I found another page that seems interesting:

http://www.geocities.com/CapeCanaveral/Lab/4429/cl3.htm

Now it's different because instead of machining out the center spline of the clutch disk it uses a aluminum carrier that the clutch plate is bolted into. That may save the trouble of having to weld parts together.

ga2500ev


----------



## DIYguy (Sep 18, 2008)

ga2500ev said:


> It's no direct help to me because I have a splined motor shaft. But I thought it may be of interest to some of you.
> ga2500ev


Why do you think so? You can remove the armature and have the shaft turned on a lathe and keyed to fit a taper lock bushing. That is what I did. I had splines on both the drive and aux shaft ends..turned and keyed them both. 

Cheers.

Gary


----------



## Coley (Jul 26, 2007)

Looks like a lot of work for no gain.
Just use the clutch disc center and the complete coupler would fit in you hand.
No sense in adding more rotating weight and the sprung center of the clutch disc is no advantage either.
but is just my .02


----------



## Twilly (Jan 22, 2008)

I agree with Coley, Just remove the center of the clutch disk, Buy a 1 1/8th ( or your motor size ) coupler, and a little machine work and you have a coupler that will fit in your hand.

http://www.diyelectriccar.com/garage/cars/29


----------



## DIYguy (Sep 18, 2008)

Something like this..........


----------



## Twilly (Jan 22, 2008)

I was thinking something more like this...


----------



## DIYguy (Sep 18, 2008)

Looks clean. What holds the spline center from turning? Also, is the length such that it has no where to slide? ...as in takes up all distance from motor to tranny? 

Cheers.


----------



## Twilly (Jan 22, 2008)

I cant take the credit, I copied off of Kiwi...

All of the points were ground off of the outside of the spline except one, which entered the keyway. One side of the coupler had to be opened up to almost 1.5 in in a lathe, just a bit smaller than the spline, then it was pressed in and welded, and cleaned up. I paid for about an hour of machine time, $72 if I remember right.

There is about 3/8 of an inch before the input shaft would contact the motor shaft. The coupler is keyed and set screwed ( with locktite ) to the motor shaft, the spline side is a slip fit. It's going on year #2


----------



## david85 (Nov 12, 2007)

Sure does look nice though. Mmmmmmm.....billet....

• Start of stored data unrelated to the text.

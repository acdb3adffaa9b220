//! This crate contains the shared UI core for the workspace: the guest view
//! controllers and the Dioxus hooks that drive them.

pub mod controllers;
pub use controllers::{
    AfterWrite, ErrorKind, GuestDetailController, GuestListController, Phase,
};

mod hooks;
pub use hooks::{confirm, use_guest_detail, use_guest_list, GuestDetailHandle, GuestListHandle};
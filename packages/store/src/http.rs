//! # HttpStore — remote records API backend
//!
//! Talks to a PocketBase-style records endpoint
//! (`{base}/api/collections/{collection}/records`). Works on both wasm
//! (browser fetch) and native through reqwest.
//!
//! Read operations carry a generation counter per logical operation: issuing
//! a new list (or get) bumps the counter, and a response that comes back
//! after a newer request of the same kind was issued is classified
//! [`StoreError::Superseded`]. The I/O itself is never aborted — the stale
//! result is computed in full and discarded at classification, which is what
//! the controllers expect.

use std::sync::atomic::{AtomicU64, Ordering};
use std::sync::Arc;

use crate::client::{ListPage, RecordStore};
use crate::error::StoreError;
use crate::filter::Filter;
use crate::models::{Guest, GuestFields};

#[derive(Debug, Default)]
struct Generations {
    list: AtomicU64,
    fetch: AtomicU64,
}

/// HTTP client for one record collection.
#[derive(Clone, Debug)]
pub struct HttpStore {
    client: reqwest::Client,
    base_url: String,
    collection: String,
    generations: Arc<Generations>,
}

impl HttpStore {
    pub fn new(endpoint: &str, collection: &str) -> Self {
        Self {
            client: reqwest::Client::new(),
            base_url: endpoint.trim_end_matches('/').to_string(),
            collection: collection.to_string(),
            generations: Arc::new(Generations::default()),
        }
    }

    fn records_url(&self) -> String {
        format!("{}/api/collections/{}/records", self.base_url, self.collection)
    }

    fn record_url(&self, id: &str) -> String {
        format!("{}/{}", self.records_url(), id)
    }
}

impl RecordStore for HttpStore {
    async fn list(
        &self,
        filter: Option<Filter>,
        page: u32,
        per_page: u32,
    ) -> Result<ListPage, StoreError> {
        let generation = self.generations.list.fetch_add(1, Ordering::SeqCst) + 1;

        let mut request = self.client.get(self.records_url()).query(&[
            ("page", page.to_string()),
            ("perPage", per_page.to_string()),
        ]);
        if let Some(filter) = &filter {
            request = request.query(&[("filter", filter.render())]);
        }

        let response = check_status(request.send().await.map_err(transport)?).await?;
        let mut envelope: ListPage = response
            .json()
            .await
            .map_err(|err| StoreError::Decode(err.to_string()))?;

        if self.generations.list.load(Ordering::SeqCst) != generation {
            return Err(StoreError::Superseded);
        }

        envelope.items = envelope.items.into_iter().map(Guest::normalized).collect();
        Ok(envelope)
    }

    async fn get_one(&self, id: &str) -> Result<Guest, StoreError> {
        let generation = self.generations.fetch.fetch_add(1, Ordering::SeqCst) + 1;

        let response = self
            .client
            .get(self.record_url(id))
            .send()
            .await
            .map_err(transport)?;
        let guest: Guest = check_status(response)
            .await?
            .json()
            .await
            .map_err(|err| StoreError::Decode(err.to_string()))?;

        if self.generations.fetch.load(Ordering::SeqCst) != generation {
            return Err(StoreError::Superseded);
        }

        Ok(guest.normalized())
    }

    async fn create(&self, fields: GuestFields) -> Result<Guest, StoreError> {
        let response = self
            .client
            .post(self.records_url())
            .json(&fields)
            .send()
            .await
            .map_err(transport)?;
        let guest: Guest = check_status(response)
            .await?
            .json()
            .await
            .map_err(|err| StoreError::Decode(err.to_string()))?;
        Ok(guest.normalized())
    }

    async fn update(&self, id: &str, fields: GuestFields) -> Result<Guest, StoreError> {
        let response = self
            .client
            .patch(self.record_url(id))
            .json(&fields)
            .send()
            .await
            .map_err(transport)?;
        let guest: Guest = check_status(response)
            .await?
            .json()
            .await
            .map_err(|err| StoreError::Decode(err.to_string()))?;
        Ok(guest.normalized())
    }

    async fn delete(&self, id: &str) -> Result<(), StoreError> {
        let response = self
            .client
            .delete(self.record_url(id))
            .send()
            .await
            .map_err(transport)?;
        check_status(response).await?;
        Ok(())
    }
}

async fn check_status(response: reqwest::Response) -> Result<reqwest::Response, StoreError> {
    let status = response.status();
    if status.is_success() {
        return Ok(response);
    }
    let body = response.text().await.unwrap_or_default();
    Err(match status.as_u16() {
        404 => StoreError::NotFound,
        400 => StoreError::Invalid(body),
        _ => StoreError::Http(format!("{status}: {body}")),
    })
}

fn transport(err: reqwest::Error) -> StoreError {
    StoreError::Http(err.to_string())
}
mod guests;
pub use guests::Guests;

mod guest_detail;
pub use guest_detail::GuestDetail;

mod add_guest;
pub use add_guest::AddGuest;

pub(crate) fn make_store() -> impl store::RecordStore + Clone + 'static {
    let config = store::StoreConfig::from_env();
    store::HttpStore::new(&config.endpoint, &config.collection)
}
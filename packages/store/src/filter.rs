//! # Search filter expressions
//!
//! A [`Filter`] is a contains-any match of a single needle over a set of
//! collection fields. It is the only place user input meets the store's
//! filter syntax, so escaping lives here: embedded single quotes are doubled
//! when rendering, which is how the store's expression language takes a
//! literal quote. The same filter can also be evaluated locally against a
//! [`Guest`], so the in-memory backend agrees with what the rendered
//! expression would match remotely.

use crate::models::Guest;

/// A contains-any filter over named text fields.
#[derive(Clone, Debug, PartialEq, Eq)]
pub struct Filter {
    fields: Vec<String>,
    needle: String,
}

impl Filter {
    /// The fields the guest list search matches against.
    pub const SEARCH_FIELDS: [&'static str; 3] = ["first_name", "last_name", "email"];

    /// Build the guest search filter from raw input. Returns `None` for a
    /// blank query, which means "list unfiltered".
    pub fn search(query: &str) -> Option<Self> {
        Self::contains_any(&Self::SEARCH_FIELDS, query)
    }

    /// Match records where any of `fields` contains the trimmed `needle`.
    pub fn contains_any(fields: &[&str], needle: &str) -> Option<Self> {
        let trimmed = needle.trim();
        if trimmed.is_empty() {
            return None;
        }
        Some(Self {
            fields: fields.iter().map(|f| (*f).to_string()).collect(),
            needle: trimmed.to_string(),
        })
    }

    /// The trimmed needle this filter matches on.
    pub fn needle(&self) -> &str {
        &self.needle
    }

    /// Render the store's boolean filter expression, e.g.
    /// `first_name ~ 'ana' || last_name ~ 'ana' || email ~ 'ana'`.
    pub fn render(&self) -> String {
        let safe = escape_value(&self.needle);
        self.fields
            .iter()
            .map(|field| format!("{field} ~ '{safe}'"))
            .collect::<Vec<_>>()
            .join(" || ")
    }

    /// Evaluate the filter locally: case-insensitive substring match over the
    /// same fields the rendered expression names.
    pub fn matches(&self, guest: &Guest) -> bool {
        let needle = self.needle.to_lowercase();
        self.fields.iter().any(|field| {
            guest
                .text_field(field)
                .is_some_and(|value| value.to_lowercase().contains(&needle))
        })
    }
}

/// Double embedded single quotes so a literal quote in user input cannot
/// terminate the quoted value and alter the expression structure.
fn escape_value(raw: &str) -> String {
    raw.replace('\'', "''")
}
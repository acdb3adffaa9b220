//! Guest detail view: load by route id, edit in place, save or delete.

use dioxus::prelude::*;

use store::GuestField;
use ui::use_guest_detail;

use super::make_store;
use crate::Route;

#[component]
pub fn GuestDetail(id: String) -> Element {
    let nav = use_navigator();
    let on_done = use_callback(move |_: ()| {
        nav.push(Route::Guests {});
    });
    let detail = use_guest_detail(make_store(), id, on_done);

    let state = detail.controller.read();
    let draft = state.draft().cloned();
    let created = state.created().to_string();
    let loading = state.is_loading();
    let saving = state.is_saving();
    let error = state.error().map(|err| err.to_string());
    drop(state);

    if loading {
        return rsx! {
            div { class: "page",
                div { class: "muted", "Loading guest..." }
            }
        };
    }

    let Some(draft) = draft else {
        // No record loaded: not found, or the load failed.
        let message = error.unwrap_or_else(|| "Guest not found.".to_string());
        return rsx! {
            div { class: "page",
                p { class: "muted", "{message}" }
                Link { class: "link", to: Route::Guests {}, "Back to guests" }
            }
        };
    };

    rsx! {
        div { class: "page",
            header { class: "page-header",
                div {
                    h1 { "{draft.first_name} {draft.last_name}" }
                    if !created.is_empty() {
                        div { class: "muted small", "Guest since {created}" }
                    }
                }
                Link { class: "link", to: Route::Guests {}, "Back" }
            }

            div { class: "card",
                div { class: "form-grid",
                    div { class: "form-field",
                        label { "First name" }
                        input {
                            value: "{draft.first_name}",
                            oninput: move |evt| {
                                detail.on_edit.call((GuestField::FirstName, evt.value()))
                            },
                        }
                    }
                    div { class: "form-field",
                        label { "Last name" }
                        input {
                            value: "{draft.last_name}",
                            oninput: move |evt| {
                                detail.on_edit.call((GuestField::LastName, evt.value()))
                            },
                        }
                    }
                    div { class: "form-field wide",
                        label { "Email" }
                        input {
                            r#type: "email",
                            value: "{draft.email}",
                            oninput: move |evt| {
                                detail.on_edit.call((GuestField::Email, evt.value()))
                            },
                        }
                    }
                    div { class: "form-field",
                        label { "Phone" }
                        input {
                            value: "{draft.phone}",
                            oninput: move |evt| {
                                detail.on_edit.call((GuestField::Phone, evt.value()))
                            },
                        }
                    }
                    div { class: "form-field",
                        label { "Date of birth" }
                        input {
                            r#type: "date",
                            value: "{draft.date_of_birth}",
                            oninput: move |evt| {
                                detail.on_edit.call((GuestField::DateOfBirth, evt.value()))
                            },
                        }
                    }
                    div { class: "form-field wide",
                        label { "Address" }
                        textarea {
                            value: "{draft.address}",
                            oninput: move |evt| {
                                detail.on_edit.call((GuestField::Address, evt.value()))
                            },
                        }
                    }
                }

                if let Some(message) = error {
                    div { class: "error-banner", "{message}" }
                }

                div { class: "form-actions",
                    button {
                        class: "button danger",
                        disabled: saving,
                        onclick: move |_| detail.on_delete.call(()),
                        "Delete"
                    }
                    button {
                        class: "button primary",
                        disabled: saving,
                        onclick: move |_| detail.on_save.call(()),
                        if saving { "Saving..." } else { "Save Changes" }
                    }
                }
            }
        }
    }
}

I'm actually thinking of cutting off the end of the saturn engine's crank shaft and drilling it out to make my coupler. I'd like to keep the clutch in my car even though it can be driven clutchless fairly easily.


----------



## hondo (Mar 30, 2009)

david85 said:


> Sure does look nice though. Mmmmmmm.....billet....
> 
> I'm actually thinking of cutting off the end of the saturn engine's crank shaft and drilling it out to make my coupler. I'd like to keep the clutch in my car even though it can be driven clutchless fairly easily.


 
Thats what I did and it has worked great, just make sure you tell the machinest what you are doing and that you need a very tight fit (you don't want any imbalance). He may want to measure your motor shaft to make sure it works right


----------